Subjects were asked to watch a video and count the number of times players passed a basketball between a small, continually moving group of students. Partway through the video, a person dressed in a gorilla suit slowly walked into the frame, beat their chest, and walked off.
When Simons first tried the test with Harvard University students, he held his breath, but despite the gorilla being visible for nine seconds, only half of them noticed the unlikely walk-on. “Missing the gorilla is jarring. It’s natural to assume that you would see it, so it’s surprising and compelling when you realize what you’ve missed,” he says.
The study was repeated in 2010, but this time it included subjects who were aware of the original video and its findings regarding unexpected objects. Though they identified the gorilla in the new film, they failed to notice other significant changes, including the backdrop’s color (shifting from red to gold) and a player walking off the court.
So, what is failing in us? Perhaps nothing.
For excellent evolutionary reasons, people have a remarkable ability to focus on what appears, in the moment, to be essential. A person tracking an antelope or avoiding a lion needs to be fully committed — distraction is not an option.
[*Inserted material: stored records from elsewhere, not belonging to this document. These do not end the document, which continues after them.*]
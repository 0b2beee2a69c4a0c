//! Liveness and readiness probes

use axum::{extract::State, http::StatusCode, response::IntoResponse};
use serde::Serialize;

use super::state::AppState;
use crate::api::types::Json;
use crate::infrastructure::services::IndexOverview;

const VERSION: &str = env!("CARGO_PKG_VERSION");

#[derive(Debug, Serialize, Clone, Copy, PartialEq, Eq)]
#[serde(rename_all = "lowercase")]
pub enum HealthStatus {
    Healthy,
    /// Serving, but a rebuild is replacing the active snapshot
    Degraded,
    Unhealthy,
}

impl HealthStatus {
    fn status_code(self) -> StatusCode {
        match self {
            Self::Unhealthy => StatusCode::SERVICE_UNAVAILABLE,
            Self::Healthy | Self::Degraded => StatusCode::OK,
        }
    }
}

#[derive(Debug, Serialize)]
pub struct HealthBody {
    pub status: HealthStatus,
    pub version: &'static str,
    #[serde(skip_serializing_if = "Option::is_none")]
    pub index: Option<IndexProbe>,
}

/// What readiness knows about the index being served
#[derive(Debug, Serialize)]
pub struct IndexProbe {
    pub snapshot_version: u64,
    pub chunks: usize,
    pub building: bool,
    #[serde(skip_serializing_if = "Option::is_none")]
    pub message: Option<&'static str>,
}

impl IndexProbe {
    fn from_overview(overview: &IndexOverview) -> (HealthStatus, Self) {
        let (status, message) = if !overview.status.loaded {
            (HealthStatus::Unhealthy, Some("no index snapshot loaded"))
        } else if overview.building {
            (HealthStatus::Degraded, Some("rebuild in progress"))
        } else {
            (HealthStatus::Healthy, None)
        };

        let probe = Self {
            snapshot_version: overview.status.info.version,
            chunks: overview.status.info.entries,
            building: overview.building,
            message,
        };

        (status, probe)
    }
}

/// The process is up
pub async fn health_check() -> impl IntoResponse {
    let body = HealthBody {
        status: HealthStatus::Healthy,
        version: VERSION,
        index: None,
    };

    (StatusCode::OK, Json(body))
}

/// Questions can be answered from a loaded snapshot
pub async fn ready_check(State(state): State<AppState>) -> impl IntoResponse {
    let (status, probe) = IndexProbe::from_overview(&state.index_service.overview());

    let body = HealthBody {
        status,
        version: VERSION,
        index: Some(probe),
    };

    (status.status_code(), Json(body))
}

pub async fn live_check() -> impl IntoResponse {
    StatusCode::OK
}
Despite the apparent survival benefits of this hyper focus, people may be unaware of significant chunks of their surroundings.
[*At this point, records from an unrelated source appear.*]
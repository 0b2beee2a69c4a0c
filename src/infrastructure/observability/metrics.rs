//! Prometheus exposition of request, answer and index build metrics

use std::sync::Arc;
use std::time::Duration;

use axum::{extract::State, routing::get, Router};
use metrics::{counter, gauge, histogram};
use metrics_exporter_prometheus::{PrometheusBuilder, PrometheusHandle};
use once_cell::sync::Lazy;
use regex::Regex;
use tracing::{error, info};

use crate::domain::answer::AnswerOutcome;

const MAX_ROUTE_LABEL: usize = 50;

static NUMERIC_SEGMENT: Lazy<Regex> = Lazy::new(|| Regex::new(r"/\d+(/|$)").unwrap());

/// Shared handle to the installed recorder
#[derive(Clone)]
pub struct PrometheusMetrics {
    handle: Arc<PrometheusHandle>,
}

impl PrometheusMetrics {
    pub fn render(&self) -> String {
        self.handle.render()
    }
}

/// Install the process-wide recorder
///
/// `None` when disabled or when another recorder already owns the global
/// slot. The `metrics` macros then record into nothing.
pub fn init_metrics(enabled: bool) -> Option<PrometheusMetrics> {
    if !enabled {
        info!("Metrics disabled");
        return None;
    }

    let handle = match PrometheusBuilder::new().install_recorder() {
        Ok(handle) => handle,
        Err(e) => {
            error!(error = %e, "Could not install Prometheus recorder");
            return None;
        }
    };

    gauge!("rulebook_assistant_info", "version" => env!("CARGO_PKG_VERSION")).set(1.0);
    info!("Metrics exposed at /metrics");

    Some(PrometheusMetrics {
        handle: Arc::new(handle),
    })
}

pub fn create_metrics_router(metrics: PrometheusMetrics) -> Router {
    Router::new()
        .route("/metrics", get(render_metrics))
        .with_state(metrics)
}

async fn render_metrics(State(metrics): State<PrometheusMetrics>) -> String {
    metrics.render()
}

pub fn record_http_request(method: &str, route: &str, status: u16, elapsed: Duration) {
    let labels = [
        ("method", method.to_owned()),
        ("path", route_label(route)),
        ("status", status.to_string()),
    ];

    counter!("http_requests_total", &labels).increment(1);
    histogram!("http_request_duration_seconds", &labels).record(elapsed.as_secs_f64());
}

pub fn record_answer(outcome: AnswerOutcome, cached: bool, elapsed: Duration) {
    counter!(
        "answers_total",
        "outcome" => outcome.as_str(),
        "cached" => if cached { "true" } else { "false" }
    )
    .increment(1);
    histogram!("answer_duration_seconds", "outcome" => outcome.as_str())
        .record(elapsed.as_secs_f64());
}

/// Active snapshot gauges are set by `ActiveIndex::publish`
pub fn record_index_build(succeeded: bool, elapsed: Duration) {
    let result = if succeeded { "success" } else { "failure" };

    counter!("index_builds_total", "result" => result).increment(1);
    histogram!("index_build_duration_seconds", "result" => result).record(elapsed.as_secs_f64());
}

/// Collapse numeric ids so every route maps to a bounded label set
fn route_label(path: &str) -> String {
    NUMERIC_SEGMENT
        .replace_all(path, "/{id}$1")
        .chars()
        .take(MAX_ROUTE_LABEL)
        .collect()
}
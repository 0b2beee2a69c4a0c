//! Knowledge source implementations

mod json_export;

pub use json_export::JsonExportSource;
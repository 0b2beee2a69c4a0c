//! Knowledge source reading a JSON export of the rules table

use std::path::{Path, PathBuf};

use async_trait::async_trait;
use tracing::debug;

use crate::domain::knowledge::{validate_rows, KnowledgeRow, KnowledgeSource};
use crate::domain::DomainError;

/// Reads rows from a JSON array file
///
/// Each element holds `id`, `title`, `body` and optionally `category` and
/// `updated_at` (RFC 3339). Unknown fields are ignored.
#[derive(Debug, Clone)]
pub struct JsonExportSource {
    path: PathBuf,
}

impl JsonExportSource {
    pub fn new(path: impl Into<PathBuf>) -> Self {
        Self { path: path.into() }
    }

    pub fn path(&self) -> &Path {
        &self.path
    }

    /// Parse an export already held in memory
    pub fn parse(bytes: &[u8]) -> Result<Vec<KnowledgeRow>, DomainError> {
        let rows: Vec<KnowledgeRow> = serde_json::from_slice(bytes)
            .map_err(|e| DomainError::validation(format!("Invalid knowledge export: {}", e)))?;

        validate_rows(&rows)?;

        Ok(rows)
    }
}

#[async_trait]
impl KnowledgeSource for JsonExportSource {
    async fn load(&self) -> Result<Vec<KnowledgeRow>, DomainError> {
        let bytes = tokio::fs::read(&self.path).await.map_err(|e| {
            if e.kind() == std::io::ErrorKind::NotFound {
                DomainError::not_found(format!("Knowledge export {} not found", self.path.display()))
            } else {
                DomainError::storage(format!("Failed to read {}: {}", self.path.display(), e))
            }
        })?;

        let rows = Self::parse(&bytes)?;
        debug!(path = %self.path.display(), rows = rows.len(), "Parsed knowledge export");

        Ok(rows)
    }

    fn describe(&self) -> String {
        format!("json:{}", self.path.display())
    }
}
“We remember vividly all the times we have noticed something unexpected or unusual, but have no idea how many times we have missed gorillas or unicycling clowns, unless a researcher explicitly brings it to our attention.”
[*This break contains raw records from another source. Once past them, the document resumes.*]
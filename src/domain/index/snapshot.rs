//! Immutable vector index snapshot with exact search

use std::collections::HashSet;

use chrono::{DateTime, Utc};
use serde::{Deserialize, Serialize};

use super::{RetrievalResult, ScoredChunk, SimilarityMetric};
use crate::domain::chunking::Chunk;
use crate::domain::DomainError;

/// A chunk together with its embedding
#[derive(Debug, Clone, PartialEq, Serialize, Deserialize)]
pub struct IndexEntry {
    pub chunk: Chunk,
    pub vector: Vec<f32>,
}

impl IndexEntry {
    pub fn new(chunk: Chunk, vector: Vec<f32>) -> Self {
        Self { chunk, vector }
    }

    pub fn chunk_id(&self) -> &str {
        &self.chunk.chunk_id
    }
}

/// Summary of a snapshot, cheap to clone and serialize
#[derive(Debug, Clone, PartialEq, Serialize, Deserialize)]
pub struct SnapshotInfo {
    pub version: u64,
    pub dimension: usize,
    pub metric: SimilarityMetric,
    pub entries: usize,
    pub rows: usize,
    pub built_at: DateTime<Utc>,
}

/// Immutable, versioned collection of chunk vectors
///
/// Every stored vector has exactly `dimension` components. An empty snapshot
/// has dimension 0 and answers every query with an empty result.
#[derive(Debug, Clone, Serialize, Deserialize)]
pub struct VectorIndexSnapshot {
    version: u64,
    dimension: usize,
    metric: SimilarityMetric,
    built_at: DateTime<Utc>,
    entries: Vec<IndexEntry>,
}

impl VectorIndexSnapshot {
    /// Build a snapshot from entries
    ///
    /// Fails with `DimensionMismatch` when any vector's length differs from
    /// the first one; no partial snapshot is ever returned.
    pub fn build(
        version: u64,
        mut entries: Vec<IndexEntry>,
        metric: SimilarityMetric,
    ) -> Result<Self, DomainError> {
        let dimension = entries.first().map(|e| e.vector.len()).unwrap_or(0);

        if !entries.is_empty() && dimension == 0 {
            return Err(DomainError::validation("index vectors must not be empty"));
        }

        let mut seen = HashSet::with_capacity(entries.len());

        for entry in &entries {
            if entry.vector.len() != dimension {
                return Err(DomainError::dimension_mismatch(dimension, entry.vector.len()));
            }

            if entry.vector.iter().any(|x| !x.is_finite()) {
                return Err(DomainError::validation(format!(
                    "vector for chunk '{}' contains non-finite values",
                    entry.chunk_id()
                )));
            }

            if entry.chunk.text.trim().is_empty() {
                return Err(DomainError::validation(format!(
                    "chunk '{}' has no text",
                    entry.chunk_id()
                )));
            }

            if !seen.insert(entry.chunk_id()) {
                return Err(DomainError::validation(format!(
                    "duplicate chunk id '{}'",
                    entry.chunk_id()
                )));
            }
        }

        entries.sort_by(|a, b| a.chunk_id().cmp(b.chunk_id()));

        Ok(Self {
            version,
            dimension,
            metric,
            built_at: Utc::now(),
            entries,
        })
    }

    /// Snapshot without entries
    pub fn empty(version: u64, metric: SimilarityMetric) -> Self {
        Self {
            version,
            dimension: 0,
            metric,
            built_at: Utc::now(),
            entries: Vec::new(),
        }
    }

    /// Re-check the invariants of a snapshot that did not come from `build`
    pub fn validate(&self) -> Result<(), DomainError> {
        let rebuilt = Self::build(self.version, self.entries.clone(), self.metric)?;

        if rebuilt.dimension != self.dimension && !self.entries.is_empty() {
            return Err(DomainError::dimension_mismatch(
                self.dimension,
                rebuilt.dimension,
            ));
        }

        Ok(())
    }

    /// Exact top-k search, best first, one hit per source row
    ///
    /// Only exactly equal scores are ordered by the lower chunk id.
    pub fn query(&self, vector: &[f32], k: usize) -> Result<RetrievalResult, DomainError> {
        if self.entries.is_empty() || k == 0 {
            return Ok(RetrievalResult::empty());
        }

        if vector.len() != self.dimension {
            return Err(DomainError::dimension_mismatch(self.dimension, vector.len()));
        }

        if vector.iter().any(|x| !x.is_finite()) {
            return Err(DomainError::validation(
                "query vector contains non-finite values",
            ));
        }

        let mut scored: Vec<(&IndexEntry, f32)> = self
            .entries
            .iter()
            .map(|entry| (entry, self.metric.similarity(vector, &entry.vector)))
            .collect();

        scored.sort_by(|(a, a_score), (b, b_score)| {
            b_score
                .total_cmp(a_score)
                .then_with(|| a.chunk_id().cmp(b.chunk_id()))
        });

        let mut rows = HashSet::new();
        let hits = scored
            .into_iter()
            .filter(|(entry, _)| rows.insert(entry.chunk.source_row_id.as_str()))
            .take(k)
            .map(|(entry, score)| ScoredChunk::new(entry.chunk.clone(), score))
            .collect();

        Ok(RetrievalResult::from_ordered(hits))
    }

    pub fn version(&self) -> u64 {
        self.version
    }

    pub fn dimension(&self) -> usize {
        self.dimension
    }

    pub fn metric(&self) -> SimilarityMetric {
        self.metric
    }

    pub fn built_at(&self) -> DateTime<Utc> {
        self.built_at
    }

    pub fn entries(&self) -> &[IndexEntry] {
        &self.entries
    }

    pub fn len(&self) -> usize {
        self.entries.len()
    }

    pub fn is_empty(&self) -> bool {
        self.entries.is_empty()
    }

    pub fn info(&self) -> SnapshotInfo {
        let rows: HashSet<&str> = self
            .entries
            .iter()
            .map(|e| e.chunk.source_row_id.as_str())
            .collect();

        SnapshotInfo {
            version: self.version,
            dimension: self.dimension,
            metric: self.metric,
            entries: self.entries.len(),
            rows: rows.len(),
            built_at: self.built_at,
        }
    }
}

#[cfg(test)]
mod tests {
    use super::*;

    fn entry(row: &str, offset: usize, vector: Vec<f32>) -> IndexEntry {
        IndexEntry::new(
            Chunk::new(row, format!("Title {}", row), format!("Text of {}", row), 0, offset),
            vector,
        )
    }

    #[test]
    fn test_build_rejects_mismatched_dimensions() {
        let entries = vec![
            entry("r1", 0, vec![1.0, 0.0, 0.0]),
            entry("r2", 0, vec![1.0, 0.0]),
        ];

        let err = VectorIndexSnapshot::build(1, entries, SimilarityMetric::Cosine).unwrap_err();

        assert!(matches!(
            err,
            DomainError::DimensionMismatch {
                expected: 3,
                actual: 2
            }
        ));
    }

    #[test]
    fn test_build_records_dimension() {
        let snapshot = VectorIndexSnapshot::build(
            7,
            vec![entry("r1", 0, vec![1.0, 0.0]), entry("r2", 0, vec![0.0, 1.0])],
            SimilarityMetric::Cosine,
        )
        .unwrap();

        assert_eq!(snapshot.version(), 7);
        assert_eq!(snapshot.dimension(), 2);
        assert!(snapshot.entries().iter().all(|e| e.vector.len() == 2));
        assert_eq!(snapshot.info().rows, 2);
    }

    #[test]
    fn test_build_rejects_duplicate_chunk_ids() {
        let entries = vec![entry("r1", 0, vec![1.0]), entry("r1", 0, vec![0.5])];
        assert!(VectorIndexSnapshot::build(1, entries, SimilarityMetric::Cosine).is_err());
    }

    #[test]
    fn test_build_rejects_non_finite_vectors() {
        let entries = vec![entry("r1", 0, vec![f32::NAN, 1.0])];
        assert!(VectorIndexSnapshot::build(1, entries, SimilarityMetric::Cosine).is_err());
    }

    #[test]
    fn test_query_empty_snapshot_returns_empty() {
        let snapshot = VectorIndexSnapshot::empty(1, SimilarityMetric::Cosine);

        let result = snapshot.query(&[0.3, 0.1, 0.9], 5).unwrap();
        assert!(result.is_empty());

        let built = VectorIndexSnapshot::build(2, vec![], SimilarityMetric::L2).unwrap();
        assert!(built.query(&[1.0], 3).unwrap().is_empty());
    }

    #[test]
    fn test_query_orders_by_descending_similarity() {
        let snapshot = VectorIndexSnapshot::build(
            1,
            vec![
                entry("far", 0, vec![0.0, 1.0]),
                entry("exact", 0, vec![1.0, 0.2]),
                entry("near", 0, vec![0.9, 0.5]),
            ],
            SimilarityMetric::Cosine,
        )
        .unwrap();

        let result = snapshot.query(&[1.0, 0.2], 3).unwrap();
        let rows: Vec<&str> = result
            .hits()
            .iter()
            .map(|h| h.chunk.source_row_id.as_str())
            .collect();

        assert_eq!(rows, vec!["exact", "near", "far"]);
        assert!((result.hits()[0].score - 1.0).abs() < 1e-5);
        assert!(result.hits().windows(2).all(|w| w[0].score >= w[1].score));
    }

    #[test]
    fn test_query_tie_prefers_lower_chunk_id() {
        let snapshot = VectorIndexSnapshot::build(
            1,
            vec![
                entry("rule-b", 0, vec![0.6, 0.8]),
                entry("rule-a", 0, vec![0.6, 0.8]),
            ],
            SimilarityMetric::Cosine,
        )
        .unwrap();

        let result = snapshot.query(&[0.6, 0.8], 1).unwrap();

        assert_eq!(result.len(), 1);
        assert_eq!(result.hits()[0].chunk.chunk_id, "rule-a#000000");
    }

    #[test]
    fn test_identical_vector_outranks_near_duplicate_with_lower_id() {
        let snapshot = VectorIndexSnapshot::build(
            1,
            vec![
                entry("a", 0, vec![1.0, 0.0007]),
                entry("b", 0, vec![1.0, 0.0]),
            ],
            SimilarityMetric::Cosine,
        )
        .unwrap();

        let result = snapshot.query(&[1.0, 0.0], 2).unwrap();

        assert_eq!(result.hits()[0].chunk.source_row_id, "b");
        assert_eq!(result.hits()[1].chunk.source_row_id, "a");
        assert!(result.hits()[0].score > result.hits()[1].score);
    }

    #[test]
    fn test_query_deduplicates_by_source_row() {
        let snapshot = VectorIndexSnapshot::build(
            1,
            vec![
                entry("r1", 0, vec![1.0, 0.0]),
                entry("r1", 90, vec![0.9, 0.1]),
                entry("r2", 0, vec![0.5, 0.5]),
            ],
            SimilarityMetric::Cosine,
        )
        .unwrap();

        let result = snapshot.query(&[1.0, 0.0], 3).unwrap();

        assert_eq!(result.len(), 2);
        assert_eq!(result.hits()[0].chunk.chunk_id, "r1#000000");
        assert_eq!(result.hits()[1].chunk.source_row_id, "r2");
    }

    #[test]
    fn test_query_respects_k() {
        let entries = (0..10)
            .map(|i| entry(&format!("r{}", i), 0, vec![1.0, i as f32]))
            .collect();
        let snapshot = VectorIndexSnapshot::build(1, entries, SimilarityMetric::L2).unwrap();

        assert_eq!(snapshot.query(&[1.0, 0.0], 4).unwrap().len(), 4);
        assert!(snapshot.query(&[1.0, 0.0], 0).unwrap().is_empty());
    }

    #[test]
    fn test_query_scores_stay_in_metric_range() {
        let snapshot = VectorIndexSnapshot::build(
            1,
            vec![entry("r1", 0, vec![-1.0, 0.0]), entry("r2", 0, vec![1e20, 1e20])],
            SimilarityMetric::Cosine,
        )
        .unwrap();

        let result = snapshot.query(&[1.0, 0.0], 2).unwrap();
        assert!(result
            .hits()
            .iter()
            .all(|h| SimilarityMetric::Cosine.contains(h.score)));
    }

    #[test]
    fn test_query_with_wrong_dimension_fails() {
        let snapshot =
            VectorIndexSnapshot::build(1, vec![entry("r1", 0, vec![1.0, 0.0])], SimilarityMetric::Cosine)
                .unwrap();

        assert!(matches!(
            snapshot.query(&[1.0, 0.0, 0.0], 1),
            Err(DomainError::DimensionMismatch { .. })
        ));
    }

    #[test]
    fn test_validate_detects_tampered_snapshot() {
        let snapshot =
            VectorIndexSnapshot::build(1, vec![entry("r1", 0, vec![1.0, 0.0])], SimilarityMetric::Cosine)
                .unwrap();
        let mut json = serde_json::to_value(&snapshot).unwrap();
        json["entries"][0]["vector"] = serde_json::json!([1.0, 0.0, 0.0]);

        let tampered: VectorIndexSnapshot = serde_json::from_value(json).unwrap();
        assert!(tampered.validate().is_err());
        assert!(snapshot.validate().is_ok());
    }
}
This phenomenon, labeled “inattentional blindness” by cognitive scientists, occurs in response to a perceptual framework evolved by humans over thousands of years.
The brain attends to “sounds and other stimuli that it deems most important,” says George Slavich, a psychologist at the University of California, Los Angeles. Without this filtering mechanism, we would be overwhelmed by stimuli, our brains unable to process the excess of information.
Research also shows that the human brain can be primed. Mentioning the word “doctor” before being shown a string of letters, and the subject is more likely to identify the word “nurse.” Priming works by stimulating an association in memory and provides further evidence of how easily attention can be influenced.
While such findings are interesting, they also raise serious concerns. A study in 2013 appearing in Psychological Science found that 83% of expert radiographers failed to notice a picture of — yes, you’ve guessed it — a gorilla in lung images. “Even expert searchers, operating in their domain of expertise, are vulnerable to inattentional blindness,” says Trafton Drew, an attention researcher at Harvard Medical School.
A study published in November 2019 asked subjects to count how many times colored shapes bounced off the edge of a computer screen. While they kept track, a cross-shaped object passed in front of their field of vision for either 1.5 or 5 seconds. Surprisingly, the display time had only a small impact on whether subjects identified the rogue shapes.
“We remember vividly all the times we have noticed something unexpected or unusual, but have no idea how many times we have missed gorillas or unicycling clowns, unless a researcher explicitly brings it to our attention,” says Vanessa Beanland, member of the Australasian College of Road Safety, and reported in New Scientist.
The unexpected may always be in plain sight, but it is often only when it becomes relevant, or potentially life-threatening, that we notice it.